MATERIALS PROVIDED:
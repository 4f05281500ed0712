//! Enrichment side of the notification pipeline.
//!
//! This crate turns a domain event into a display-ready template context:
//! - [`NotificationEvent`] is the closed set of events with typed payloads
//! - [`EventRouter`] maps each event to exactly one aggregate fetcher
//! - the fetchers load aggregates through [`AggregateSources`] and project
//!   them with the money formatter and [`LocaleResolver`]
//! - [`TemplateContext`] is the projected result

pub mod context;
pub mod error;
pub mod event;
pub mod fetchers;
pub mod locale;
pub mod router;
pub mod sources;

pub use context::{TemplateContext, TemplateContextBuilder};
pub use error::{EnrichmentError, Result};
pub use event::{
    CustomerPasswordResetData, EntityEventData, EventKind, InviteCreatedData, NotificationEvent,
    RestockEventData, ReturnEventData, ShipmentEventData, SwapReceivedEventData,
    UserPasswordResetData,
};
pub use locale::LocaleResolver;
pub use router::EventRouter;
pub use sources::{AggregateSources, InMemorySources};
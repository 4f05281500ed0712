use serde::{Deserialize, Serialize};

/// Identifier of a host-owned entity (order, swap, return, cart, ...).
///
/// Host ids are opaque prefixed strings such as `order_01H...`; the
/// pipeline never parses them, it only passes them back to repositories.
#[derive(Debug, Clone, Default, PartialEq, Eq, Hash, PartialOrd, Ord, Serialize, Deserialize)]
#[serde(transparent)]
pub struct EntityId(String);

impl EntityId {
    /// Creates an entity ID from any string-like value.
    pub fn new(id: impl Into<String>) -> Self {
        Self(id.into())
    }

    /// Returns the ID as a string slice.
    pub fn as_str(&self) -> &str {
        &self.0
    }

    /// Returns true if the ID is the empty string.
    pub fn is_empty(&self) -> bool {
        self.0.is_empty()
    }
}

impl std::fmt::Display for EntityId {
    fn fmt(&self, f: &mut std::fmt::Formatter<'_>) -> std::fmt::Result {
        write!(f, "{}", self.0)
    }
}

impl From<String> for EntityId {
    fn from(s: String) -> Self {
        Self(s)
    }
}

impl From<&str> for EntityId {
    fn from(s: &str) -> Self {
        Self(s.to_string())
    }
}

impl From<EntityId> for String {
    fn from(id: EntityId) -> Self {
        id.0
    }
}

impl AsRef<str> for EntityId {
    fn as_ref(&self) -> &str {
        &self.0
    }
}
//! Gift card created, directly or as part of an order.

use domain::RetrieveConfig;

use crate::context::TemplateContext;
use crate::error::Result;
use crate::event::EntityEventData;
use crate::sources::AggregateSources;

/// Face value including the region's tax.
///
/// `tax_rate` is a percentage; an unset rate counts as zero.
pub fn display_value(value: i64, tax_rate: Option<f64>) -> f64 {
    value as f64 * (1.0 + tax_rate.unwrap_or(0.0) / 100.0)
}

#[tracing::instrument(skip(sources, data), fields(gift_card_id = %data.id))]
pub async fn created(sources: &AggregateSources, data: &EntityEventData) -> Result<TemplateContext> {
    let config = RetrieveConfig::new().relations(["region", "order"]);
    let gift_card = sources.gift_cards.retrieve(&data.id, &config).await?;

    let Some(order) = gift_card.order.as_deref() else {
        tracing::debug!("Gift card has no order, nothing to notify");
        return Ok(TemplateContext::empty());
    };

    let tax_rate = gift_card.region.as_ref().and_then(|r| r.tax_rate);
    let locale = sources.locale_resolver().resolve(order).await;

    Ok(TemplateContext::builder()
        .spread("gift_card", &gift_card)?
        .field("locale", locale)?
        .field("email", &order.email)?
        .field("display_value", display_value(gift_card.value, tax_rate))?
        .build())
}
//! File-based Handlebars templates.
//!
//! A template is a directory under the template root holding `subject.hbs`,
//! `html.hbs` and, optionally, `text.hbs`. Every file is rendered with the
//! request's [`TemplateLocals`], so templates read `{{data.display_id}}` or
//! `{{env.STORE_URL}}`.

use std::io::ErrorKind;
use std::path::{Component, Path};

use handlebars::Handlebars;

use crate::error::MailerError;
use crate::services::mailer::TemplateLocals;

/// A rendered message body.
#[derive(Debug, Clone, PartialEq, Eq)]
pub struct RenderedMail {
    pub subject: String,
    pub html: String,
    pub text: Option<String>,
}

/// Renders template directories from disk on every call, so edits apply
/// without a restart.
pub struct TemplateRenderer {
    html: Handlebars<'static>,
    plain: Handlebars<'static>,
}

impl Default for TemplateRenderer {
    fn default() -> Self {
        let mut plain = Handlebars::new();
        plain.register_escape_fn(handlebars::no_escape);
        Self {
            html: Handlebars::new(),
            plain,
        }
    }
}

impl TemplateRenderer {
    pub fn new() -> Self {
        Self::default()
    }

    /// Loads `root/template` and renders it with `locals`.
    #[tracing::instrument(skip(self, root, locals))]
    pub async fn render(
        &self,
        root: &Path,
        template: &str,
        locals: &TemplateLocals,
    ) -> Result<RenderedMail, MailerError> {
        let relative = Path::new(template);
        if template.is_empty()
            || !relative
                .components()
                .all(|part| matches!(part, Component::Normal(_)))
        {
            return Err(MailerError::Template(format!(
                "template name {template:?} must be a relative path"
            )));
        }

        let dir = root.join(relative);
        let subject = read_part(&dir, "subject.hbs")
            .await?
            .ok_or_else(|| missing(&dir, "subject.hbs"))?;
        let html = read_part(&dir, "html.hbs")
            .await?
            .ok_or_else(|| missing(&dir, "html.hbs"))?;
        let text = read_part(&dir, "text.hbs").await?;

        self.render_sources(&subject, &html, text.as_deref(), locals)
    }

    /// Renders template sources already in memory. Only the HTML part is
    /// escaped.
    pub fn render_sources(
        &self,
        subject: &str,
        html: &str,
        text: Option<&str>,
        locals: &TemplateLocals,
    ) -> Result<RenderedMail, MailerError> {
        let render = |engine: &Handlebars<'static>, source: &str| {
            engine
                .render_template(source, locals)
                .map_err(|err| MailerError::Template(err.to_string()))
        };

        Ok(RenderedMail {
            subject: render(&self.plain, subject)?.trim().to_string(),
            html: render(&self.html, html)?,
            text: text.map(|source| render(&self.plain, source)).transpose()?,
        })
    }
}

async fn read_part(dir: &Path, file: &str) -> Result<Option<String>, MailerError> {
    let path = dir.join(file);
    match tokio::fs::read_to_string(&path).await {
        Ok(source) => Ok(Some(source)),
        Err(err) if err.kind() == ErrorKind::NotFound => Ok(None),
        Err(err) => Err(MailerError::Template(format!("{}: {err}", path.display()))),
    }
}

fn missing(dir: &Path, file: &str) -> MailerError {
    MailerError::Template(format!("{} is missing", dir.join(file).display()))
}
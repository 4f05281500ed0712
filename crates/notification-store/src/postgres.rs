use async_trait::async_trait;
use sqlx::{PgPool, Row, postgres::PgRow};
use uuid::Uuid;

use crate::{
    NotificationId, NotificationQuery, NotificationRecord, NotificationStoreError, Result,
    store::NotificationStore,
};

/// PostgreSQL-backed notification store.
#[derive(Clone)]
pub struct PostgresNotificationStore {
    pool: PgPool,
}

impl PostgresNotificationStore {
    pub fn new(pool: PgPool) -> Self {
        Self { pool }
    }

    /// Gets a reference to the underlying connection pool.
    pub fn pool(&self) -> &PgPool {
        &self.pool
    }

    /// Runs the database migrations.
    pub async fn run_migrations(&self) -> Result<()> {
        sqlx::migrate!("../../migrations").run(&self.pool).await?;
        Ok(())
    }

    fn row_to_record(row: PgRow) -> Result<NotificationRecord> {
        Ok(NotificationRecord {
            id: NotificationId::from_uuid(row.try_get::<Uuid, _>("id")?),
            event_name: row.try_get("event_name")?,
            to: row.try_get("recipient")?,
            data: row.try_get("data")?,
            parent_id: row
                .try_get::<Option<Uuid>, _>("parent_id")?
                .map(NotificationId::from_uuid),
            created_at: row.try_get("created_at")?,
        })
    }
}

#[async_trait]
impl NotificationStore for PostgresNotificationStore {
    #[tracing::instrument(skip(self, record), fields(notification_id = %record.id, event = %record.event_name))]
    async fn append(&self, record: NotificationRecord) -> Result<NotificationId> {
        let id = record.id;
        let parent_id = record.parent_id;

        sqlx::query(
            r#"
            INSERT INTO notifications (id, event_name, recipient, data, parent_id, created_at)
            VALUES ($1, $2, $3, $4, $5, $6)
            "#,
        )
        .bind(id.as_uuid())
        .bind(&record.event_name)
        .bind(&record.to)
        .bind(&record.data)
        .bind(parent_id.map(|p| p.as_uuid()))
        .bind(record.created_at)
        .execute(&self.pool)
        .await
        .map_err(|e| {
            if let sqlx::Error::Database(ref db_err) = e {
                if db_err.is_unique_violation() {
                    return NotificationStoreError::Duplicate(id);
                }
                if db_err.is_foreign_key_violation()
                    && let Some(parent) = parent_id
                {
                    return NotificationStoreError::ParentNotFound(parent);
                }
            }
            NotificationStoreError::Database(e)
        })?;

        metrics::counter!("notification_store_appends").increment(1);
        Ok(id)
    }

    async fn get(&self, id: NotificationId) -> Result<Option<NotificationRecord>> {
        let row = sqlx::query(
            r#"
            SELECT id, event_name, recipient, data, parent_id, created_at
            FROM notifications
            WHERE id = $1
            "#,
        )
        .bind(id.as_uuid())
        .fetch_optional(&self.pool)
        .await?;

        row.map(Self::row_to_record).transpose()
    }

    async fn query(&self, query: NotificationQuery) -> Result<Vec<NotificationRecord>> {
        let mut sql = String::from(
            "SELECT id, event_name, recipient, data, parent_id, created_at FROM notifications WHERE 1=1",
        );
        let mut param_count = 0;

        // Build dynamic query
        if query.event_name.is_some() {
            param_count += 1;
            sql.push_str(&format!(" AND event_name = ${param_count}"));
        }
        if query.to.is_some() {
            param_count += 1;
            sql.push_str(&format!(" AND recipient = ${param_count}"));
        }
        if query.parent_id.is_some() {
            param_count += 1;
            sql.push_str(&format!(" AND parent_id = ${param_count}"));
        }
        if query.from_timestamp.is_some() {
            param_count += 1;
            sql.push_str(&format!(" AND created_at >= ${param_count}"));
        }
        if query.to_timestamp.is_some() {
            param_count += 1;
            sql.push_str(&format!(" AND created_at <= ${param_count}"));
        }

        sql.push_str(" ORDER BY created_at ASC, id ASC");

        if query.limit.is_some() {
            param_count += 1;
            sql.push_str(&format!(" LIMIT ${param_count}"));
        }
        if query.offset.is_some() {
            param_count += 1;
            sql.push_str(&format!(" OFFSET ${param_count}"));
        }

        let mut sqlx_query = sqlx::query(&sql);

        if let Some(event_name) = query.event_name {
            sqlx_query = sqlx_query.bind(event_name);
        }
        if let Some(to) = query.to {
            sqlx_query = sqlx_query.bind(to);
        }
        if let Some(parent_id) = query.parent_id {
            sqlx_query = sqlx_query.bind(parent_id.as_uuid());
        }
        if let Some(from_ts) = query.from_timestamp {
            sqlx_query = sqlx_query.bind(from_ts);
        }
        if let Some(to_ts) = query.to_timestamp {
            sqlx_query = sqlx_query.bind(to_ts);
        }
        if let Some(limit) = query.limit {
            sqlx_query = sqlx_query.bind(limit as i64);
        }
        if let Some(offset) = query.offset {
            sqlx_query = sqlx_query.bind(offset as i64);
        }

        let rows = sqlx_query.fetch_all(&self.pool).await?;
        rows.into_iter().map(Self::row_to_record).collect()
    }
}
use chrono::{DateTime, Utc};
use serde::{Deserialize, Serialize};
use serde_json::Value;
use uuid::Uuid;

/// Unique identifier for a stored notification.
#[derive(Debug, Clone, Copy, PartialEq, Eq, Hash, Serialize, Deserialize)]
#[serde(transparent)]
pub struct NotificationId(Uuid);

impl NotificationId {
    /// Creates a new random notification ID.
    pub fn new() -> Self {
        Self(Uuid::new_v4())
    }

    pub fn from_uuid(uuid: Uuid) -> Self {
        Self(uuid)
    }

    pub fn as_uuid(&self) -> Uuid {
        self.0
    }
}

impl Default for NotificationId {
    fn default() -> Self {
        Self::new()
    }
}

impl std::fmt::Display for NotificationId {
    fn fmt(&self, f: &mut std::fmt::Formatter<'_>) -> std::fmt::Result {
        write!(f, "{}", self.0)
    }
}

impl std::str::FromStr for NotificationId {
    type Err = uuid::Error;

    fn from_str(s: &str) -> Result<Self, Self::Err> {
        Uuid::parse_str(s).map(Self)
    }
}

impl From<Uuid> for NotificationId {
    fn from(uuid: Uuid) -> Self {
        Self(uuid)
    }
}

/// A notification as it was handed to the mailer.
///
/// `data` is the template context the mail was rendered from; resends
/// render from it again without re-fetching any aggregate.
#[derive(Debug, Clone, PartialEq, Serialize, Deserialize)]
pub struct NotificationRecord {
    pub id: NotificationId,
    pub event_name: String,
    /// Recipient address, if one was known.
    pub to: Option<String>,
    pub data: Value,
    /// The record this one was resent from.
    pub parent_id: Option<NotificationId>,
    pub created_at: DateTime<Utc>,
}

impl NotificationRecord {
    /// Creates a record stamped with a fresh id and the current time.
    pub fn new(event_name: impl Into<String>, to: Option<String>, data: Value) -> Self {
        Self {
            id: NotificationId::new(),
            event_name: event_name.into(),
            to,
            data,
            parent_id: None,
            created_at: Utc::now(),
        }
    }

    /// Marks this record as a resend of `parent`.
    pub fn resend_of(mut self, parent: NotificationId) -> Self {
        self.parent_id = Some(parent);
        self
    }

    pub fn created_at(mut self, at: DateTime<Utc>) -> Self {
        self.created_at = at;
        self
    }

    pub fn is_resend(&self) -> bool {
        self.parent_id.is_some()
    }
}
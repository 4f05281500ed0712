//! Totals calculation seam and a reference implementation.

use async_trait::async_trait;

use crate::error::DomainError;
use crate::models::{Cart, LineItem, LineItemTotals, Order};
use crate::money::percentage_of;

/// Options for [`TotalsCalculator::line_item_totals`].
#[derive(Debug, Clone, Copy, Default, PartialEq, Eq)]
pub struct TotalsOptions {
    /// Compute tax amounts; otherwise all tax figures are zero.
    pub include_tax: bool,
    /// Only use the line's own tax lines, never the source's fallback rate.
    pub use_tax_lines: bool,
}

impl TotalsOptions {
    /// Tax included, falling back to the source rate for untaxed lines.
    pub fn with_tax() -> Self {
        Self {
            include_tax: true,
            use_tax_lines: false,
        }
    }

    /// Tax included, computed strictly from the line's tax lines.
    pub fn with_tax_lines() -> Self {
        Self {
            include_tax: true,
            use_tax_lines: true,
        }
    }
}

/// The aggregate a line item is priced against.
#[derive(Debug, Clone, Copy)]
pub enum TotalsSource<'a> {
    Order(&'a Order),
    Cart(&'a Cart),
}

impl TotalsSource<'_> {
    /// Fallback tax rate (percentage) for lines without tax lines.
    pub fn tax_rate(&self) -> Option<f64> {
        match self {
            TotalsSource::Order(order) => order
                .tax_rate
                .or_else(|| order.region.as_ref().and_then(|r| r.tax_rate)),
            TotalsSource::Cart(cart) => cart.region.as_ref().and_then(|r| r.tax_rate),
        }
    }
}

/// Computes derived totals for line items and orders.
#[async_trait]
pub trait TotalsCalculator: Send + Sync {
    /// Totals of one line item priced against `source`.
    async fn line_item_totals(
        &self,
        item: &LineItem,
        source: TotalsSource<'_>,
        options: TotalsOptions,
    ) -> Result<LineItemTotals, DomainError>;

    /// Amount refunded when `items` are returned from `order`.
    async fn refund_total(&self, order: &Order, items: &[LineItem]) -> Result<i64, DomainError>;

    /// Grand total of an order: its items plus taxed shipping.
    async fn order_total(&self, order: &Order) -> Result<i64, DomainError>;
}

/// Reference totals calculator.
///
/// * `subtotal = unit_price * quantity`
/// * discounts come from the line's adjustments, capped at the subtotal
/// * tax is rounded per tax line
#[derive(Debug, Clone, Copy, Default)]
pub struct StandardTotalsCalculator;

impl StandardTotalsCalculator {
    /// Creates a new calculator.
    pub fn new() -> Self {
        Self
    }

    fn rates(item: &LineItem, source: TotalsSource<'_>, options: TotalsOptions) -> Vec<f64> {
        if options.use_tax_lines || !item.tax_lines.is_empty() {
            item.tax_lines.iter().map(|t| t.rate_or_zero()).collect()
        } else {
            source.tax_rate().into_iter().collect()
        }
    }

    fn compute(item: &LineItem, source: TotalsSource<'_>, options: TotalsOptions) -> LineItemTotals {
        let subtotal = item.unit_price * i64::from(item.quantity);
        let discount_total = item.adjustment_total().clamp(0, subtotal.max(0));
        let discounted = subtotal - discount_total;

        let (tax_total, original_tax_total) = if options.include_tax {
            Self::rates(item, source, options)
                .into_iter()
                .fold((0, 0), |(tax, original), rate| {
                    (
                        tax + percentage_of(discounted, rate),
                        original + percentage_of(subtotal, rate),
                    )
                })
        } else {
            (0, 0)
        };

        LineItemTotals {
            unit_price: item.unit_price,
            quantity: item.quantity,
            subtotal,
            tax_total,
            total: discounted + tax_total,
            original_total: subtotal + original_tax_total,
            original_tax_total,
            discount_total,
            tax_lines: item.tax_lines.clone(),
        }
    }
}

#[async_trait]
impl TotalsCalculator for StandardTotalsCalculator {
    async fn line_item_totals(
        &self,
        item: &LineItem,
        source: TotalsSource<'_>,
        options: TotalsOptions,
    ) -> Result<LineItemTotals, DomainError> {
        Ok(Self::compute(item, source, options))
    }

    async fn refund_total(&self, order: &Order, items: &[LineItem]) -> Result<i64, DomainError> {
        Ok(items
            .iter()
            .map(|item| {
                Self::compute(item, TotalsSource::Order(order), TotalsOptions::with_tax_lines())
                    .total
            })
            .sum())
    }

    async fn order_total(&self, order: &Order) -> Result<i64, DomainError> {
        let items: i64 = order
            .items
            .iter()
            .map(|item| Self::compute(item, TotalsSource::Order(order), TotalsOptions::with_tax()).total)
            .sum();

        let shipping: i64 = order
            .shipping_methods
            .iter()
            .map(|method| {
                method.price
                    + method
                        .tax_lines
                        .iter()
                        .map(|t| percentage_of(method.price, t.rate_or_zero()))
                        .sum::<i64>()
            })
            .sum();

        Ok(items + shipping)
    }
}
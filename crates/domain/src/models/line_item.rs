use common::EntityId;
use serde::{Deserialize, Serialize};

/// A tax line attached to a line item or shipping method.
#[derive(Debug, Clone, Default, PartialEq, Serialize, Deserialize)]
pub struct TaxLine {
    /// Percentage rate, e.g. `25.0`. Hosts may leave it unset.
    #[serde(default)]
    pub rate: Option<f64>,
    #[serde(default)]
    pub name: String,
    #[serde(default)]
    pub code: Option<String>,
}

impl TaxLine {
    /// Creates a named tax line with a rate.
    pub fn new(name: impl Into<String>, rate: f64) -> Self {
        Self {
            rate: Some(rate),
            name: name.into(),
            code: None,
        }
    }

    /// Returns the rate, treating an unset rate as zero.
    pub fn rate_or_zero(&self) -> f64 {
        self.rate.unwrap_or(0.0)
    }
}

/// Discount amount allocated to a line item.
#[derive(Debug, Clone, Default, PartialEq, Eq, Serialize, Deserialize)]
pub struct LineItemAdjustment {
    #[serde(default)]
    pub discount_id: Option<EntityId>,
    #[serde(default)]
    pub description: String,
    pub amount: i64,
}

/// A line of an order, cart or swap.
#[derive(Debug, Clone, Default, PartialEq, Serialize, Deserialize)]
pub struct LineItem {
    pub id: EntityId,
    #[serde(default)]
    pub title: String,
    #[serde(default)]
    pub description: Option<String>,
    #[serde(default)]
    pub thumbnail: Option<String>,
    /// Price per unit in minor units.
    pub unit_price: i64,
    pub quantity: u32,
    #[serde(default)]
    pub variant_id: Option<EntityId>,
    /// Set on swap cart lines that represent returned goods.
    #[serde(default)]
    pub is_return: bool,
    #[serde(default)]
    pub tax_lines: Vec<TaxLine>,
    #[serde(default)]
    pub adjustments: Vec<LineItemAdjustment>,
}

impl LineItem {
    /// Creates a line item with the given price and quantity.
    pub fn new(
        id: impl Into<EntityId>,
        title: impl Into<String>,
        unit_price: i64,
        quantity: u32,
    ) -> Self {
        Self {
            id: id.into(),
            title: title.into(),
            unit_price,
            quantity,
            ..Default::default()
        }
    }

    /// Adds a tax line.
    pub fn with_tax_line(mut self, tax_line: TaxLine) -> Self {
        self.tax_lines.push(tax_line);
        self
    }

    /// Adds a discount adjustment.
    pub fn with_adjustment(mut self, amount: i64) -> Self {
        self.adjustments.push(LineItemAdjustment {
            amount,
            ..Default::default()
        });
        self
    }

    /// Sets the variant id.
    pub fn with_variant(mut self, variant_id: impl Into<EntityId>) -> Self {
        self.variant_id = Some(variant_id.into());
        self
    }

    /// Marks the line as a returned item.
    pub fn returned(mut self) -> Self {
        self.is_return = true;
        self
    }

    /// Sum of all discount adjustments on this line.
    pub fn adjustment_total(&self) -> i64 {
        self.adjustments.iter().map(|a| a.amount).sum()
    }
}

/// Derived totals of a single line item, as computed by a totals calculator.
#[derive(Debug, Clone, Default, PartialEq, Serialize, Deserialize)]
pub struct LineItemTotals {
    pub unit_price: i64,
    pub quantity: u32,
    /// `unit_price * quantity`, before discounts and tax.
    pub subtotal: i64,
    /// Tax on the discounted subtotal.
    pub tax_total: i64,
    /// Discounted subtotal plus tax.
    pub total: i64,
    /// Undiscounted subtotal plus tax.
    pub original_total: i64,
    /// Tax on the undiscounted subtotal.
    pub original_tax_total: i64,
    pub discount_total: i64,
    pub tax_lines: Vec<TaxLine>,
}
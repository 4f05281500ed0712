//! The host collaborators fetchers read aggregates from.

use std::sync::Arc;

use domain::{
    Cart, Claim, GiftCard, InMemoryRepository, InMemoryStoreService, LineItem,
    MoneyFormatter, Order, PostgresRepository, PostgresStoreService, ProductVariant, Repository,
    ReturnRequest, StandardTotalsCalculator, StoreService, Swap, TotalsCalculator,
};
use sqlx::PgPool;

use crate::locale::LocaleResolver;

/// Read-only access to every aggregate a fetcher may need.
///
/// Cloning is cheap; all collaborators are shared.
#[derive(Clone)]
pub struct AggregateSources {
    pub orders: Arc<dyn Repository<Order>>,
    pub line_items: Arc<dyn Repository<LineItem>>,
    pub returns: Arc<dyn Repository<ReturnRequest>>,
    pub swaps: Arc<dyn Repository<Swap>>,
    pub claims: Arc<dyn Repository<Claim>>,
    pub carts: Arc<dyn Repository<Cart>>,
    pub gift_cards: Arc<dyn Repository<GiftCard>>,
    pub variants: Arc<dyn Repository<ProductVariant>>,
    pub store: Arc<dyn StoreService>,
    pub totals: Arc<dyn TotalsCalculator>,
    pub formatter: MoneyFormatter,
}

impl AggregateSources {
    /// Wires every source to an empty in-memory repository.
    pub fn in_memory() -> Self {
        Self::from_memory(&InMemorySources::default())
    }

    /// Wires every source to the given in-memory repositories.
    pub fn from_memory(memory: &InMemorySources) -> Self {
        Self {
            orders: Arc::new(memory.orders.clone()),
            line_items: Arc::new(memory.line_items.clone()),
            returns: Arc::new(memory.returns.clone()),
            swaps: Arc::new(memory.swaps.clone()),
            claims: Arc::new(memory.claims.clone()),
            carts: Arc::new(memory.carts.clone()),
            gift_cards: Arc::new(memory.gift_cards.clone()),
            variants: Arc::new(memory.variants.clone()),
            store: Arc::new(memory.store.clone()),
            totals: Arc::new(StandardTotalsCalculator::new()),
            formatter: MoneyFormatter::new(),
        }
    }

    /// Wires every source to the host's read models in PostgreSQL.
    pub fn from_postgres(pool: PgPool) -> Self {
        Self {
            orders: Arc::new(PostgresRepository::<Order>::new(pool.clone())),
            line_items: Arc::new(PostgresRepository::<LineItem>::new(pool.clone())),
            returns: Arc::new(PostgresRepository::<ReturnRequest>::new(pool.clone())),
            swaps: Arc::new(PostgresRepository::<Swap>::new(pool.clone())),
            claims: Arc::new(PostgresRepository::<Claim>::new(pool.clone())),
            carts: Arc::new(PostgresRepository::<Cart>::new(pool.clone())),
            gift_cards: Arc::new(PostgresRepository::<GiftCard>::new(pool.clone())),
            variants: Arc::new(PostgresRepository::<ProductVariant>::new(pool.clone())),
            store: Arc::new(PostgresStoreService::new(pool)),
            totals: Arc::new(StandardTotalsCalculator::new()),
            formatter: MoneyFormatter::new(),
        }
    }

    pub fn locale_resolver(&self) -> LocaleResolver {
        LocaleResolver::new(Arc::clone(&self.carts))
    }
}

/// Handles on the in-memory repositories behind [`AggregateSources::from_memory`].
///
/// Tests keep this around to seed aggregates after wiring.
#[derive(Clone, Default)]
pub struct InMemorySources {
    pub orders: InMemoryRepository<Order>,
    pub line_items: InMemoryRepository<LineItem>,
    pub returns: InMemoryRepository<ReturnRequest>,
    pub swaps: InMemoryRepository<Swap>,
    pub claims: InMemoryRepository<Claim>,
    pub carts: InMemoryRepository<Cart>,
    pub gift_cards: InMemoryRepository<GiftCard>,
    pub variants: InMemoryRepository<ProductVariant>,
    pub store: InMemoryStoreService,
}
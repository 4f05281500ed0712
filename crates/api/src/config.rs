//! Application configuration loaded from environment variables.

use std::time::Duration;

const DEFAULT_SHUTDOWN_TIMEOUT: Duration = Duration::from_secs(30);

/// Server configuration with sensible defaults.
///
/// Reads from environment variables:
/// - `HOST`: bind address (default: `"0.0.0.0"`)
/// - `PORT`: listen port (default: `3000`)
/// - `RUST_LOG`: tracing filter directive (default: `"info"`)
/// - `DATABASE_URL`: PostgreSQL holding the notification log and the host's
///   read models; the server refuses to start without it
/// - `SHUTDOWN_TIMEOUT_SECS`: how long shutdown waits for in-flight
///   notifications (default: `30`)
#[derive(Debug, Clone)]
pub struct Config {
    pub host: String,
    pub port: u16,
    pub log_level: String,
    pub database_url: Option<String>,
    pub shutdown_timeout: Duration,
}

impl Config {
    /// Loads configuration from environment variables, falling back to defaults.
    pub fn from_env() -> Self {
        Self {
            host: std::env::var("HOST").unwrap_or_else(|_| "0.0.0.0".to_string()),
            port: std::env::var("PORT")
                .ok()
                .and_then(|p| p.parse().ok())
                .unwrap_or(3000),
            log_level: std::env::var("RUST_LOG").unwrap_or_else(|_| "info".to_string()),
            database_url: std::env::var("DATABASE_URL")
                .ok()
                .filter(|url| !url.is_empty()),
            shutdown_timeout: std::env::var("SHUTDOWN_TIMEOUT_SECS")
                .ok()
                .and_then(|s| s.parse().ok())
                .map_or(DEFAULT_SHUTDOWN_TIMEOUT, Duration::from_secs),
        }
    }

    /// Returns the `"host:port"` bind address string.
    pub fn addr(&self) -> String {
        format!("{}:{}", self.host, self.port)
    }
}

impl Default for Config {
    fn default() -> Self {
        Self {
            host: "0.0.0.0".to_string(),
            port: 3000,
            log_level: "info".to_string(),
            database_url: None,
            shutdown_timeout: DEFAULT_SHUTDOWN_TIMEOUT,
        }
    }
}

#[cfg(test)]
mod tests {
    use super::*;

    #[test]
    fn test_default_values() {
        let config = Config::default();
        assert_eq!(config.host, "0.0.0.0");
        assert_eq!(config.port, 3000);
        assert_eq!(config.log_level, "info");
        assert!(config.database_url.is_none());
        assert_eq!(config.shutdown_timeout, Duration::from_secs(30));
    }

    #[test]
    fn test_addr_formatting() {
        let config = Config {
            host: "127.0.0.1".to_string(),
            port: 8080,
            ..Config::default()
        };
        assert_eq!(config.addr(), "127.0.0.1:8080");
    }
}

DESCRIPTION OF THE TASK:
From the material above, retype precisely the lines between the line holding "use crate::locale::LocaleResolver;" and the line holding "pub gift_cards: Arc<dyn", inclusive, and nothing beyond them.

RESPONSE TO THE EXERCISE:
use crate::locale::LocaleResolver;

/// Read-only access to every aggregate a fetcher may need.
///
/// Cloning is cheap; all collaborators are shared.
#[derive(Clone)]
pub struct AggregateSources {
    pub orders: Arc<dyn Repository<Order>>,
    pub line_items: Arc<dyn Repository<LineItem>>,
    pub returns: Arc<dyn Repository<ReturnRequest>>,
    pub swaps: Arc<dyn Repository<Swap>>,
    pub claims: Arc<dyn Repository<Claim>>,
    pub carts: Arc<dyn Repository<Cart>>,
    pub gift_cards: Arc<dyn Repository<GiftCard>>,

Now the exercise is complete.